▸ **WORK REQUIRED**
What is the number of lines in the data below that contain "result"? Reply with the number only.

▸ **RECORDS FOR PROCESSING**

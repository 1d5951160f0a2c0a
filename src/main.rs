//! SmartLedger CLI entry point

use std::process::ExitCode;

use clap::Parser;

use smart_ledger::cli::{
    app::{init_tracing, load_merged_config, AppContext, CommandError, EXIT_ERROR, EXIT_USAGE_ERROR},
    args::{Cli, Commands},
    commands::{
        handle_parse, handle_session_command, handle_sync, handle_transcribe, handle_usage,
        handle_webhook,
    },
    config_cmd::handle_config_command,
    presenter::Presenter,
    watch_app::run_watch,
};
use smart_ledger::domain::config::{AppConfig, StoreBackend};
use smart_ledger::domain::error::ConfigError;
use smart_ledger::infrastructure::XdgConfigStore;

#[tokio::main(flavor = "multi_thread", worker_threads = 2)]
async fn main() -> ExitCode {
    let cli = Cli::parse();
    init_tracing(cli.verbose);
    let mut presenter = Presenter::new();

    // Config commands work on the file alone
    if let Commands::Config { action } = cli.command {
        let store = XdgConfigStore::new();
        return match handle_config_command(action, &store, &presenter).await {
            Ok(()) => ExitCode::SUCCESS,
            Err(e) => {
                presenter.error(&e.to_string());
                ExitCode::from(exit_code_for_config(&e))
            }
        };
    }

    // Build CLI config from args
    let cli_config = AppConfig {
        store: cli.store.map(|s| StoreBackend::from(s).to_string()),
        database_path: cli.database.map(|p| p.to_string_lossy().into_owned()),
        service_key: cli.service_key,
        ..AppConfig::empty()
    };

    let config = load_merged_config(cli_config).await;
    let ctx = AppContext::new(config);

    let result = match cli.command {
        Commands::Session { action } => handle_session_command(action, &ctx, &presenter).await,
        Commands::Usage { action } => handle_usage(action, &ctx, &presenter).await,
        Commands::Parse { text } => handle_parse(&text, &ctx, &presenter).await,
        Commands::Transcribe { file } => handle_transcribe(&file, &ctx, &mut presenter).await,
        Commands::Sync => handle_sync(&ctx, &mut presenter).await,
        Commands::Watch { interval } => run_watch(&ctx, interval, &presenter).await,
        Commands::Webhook { file } => handle_webhook(&file, &ctx, &presenter).await,
        Commands::Config { .. } => unreachable!("handled above"),
    };

    match result {
        Ok(code) => ExitCode::from(code),
        Err(e) => {
            presenter.error(&e.to_string());
            let code = match e {
                CommandError::Config(ref c) => exit_code_for_config(c),
                _ => EXIT_ERROR,
            };
            ExitCode::from(code)
        }
    }
}

fn exit_code_for_config(e: &ConfigError) -> u8 {
    match e {
        ConfigError::ValidationError { .. } => EXIT_USAGE_ERROR,
        _ => EXIT_ERROR,
    }
}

▸ **ANSWER TO THE PROBLEM**
2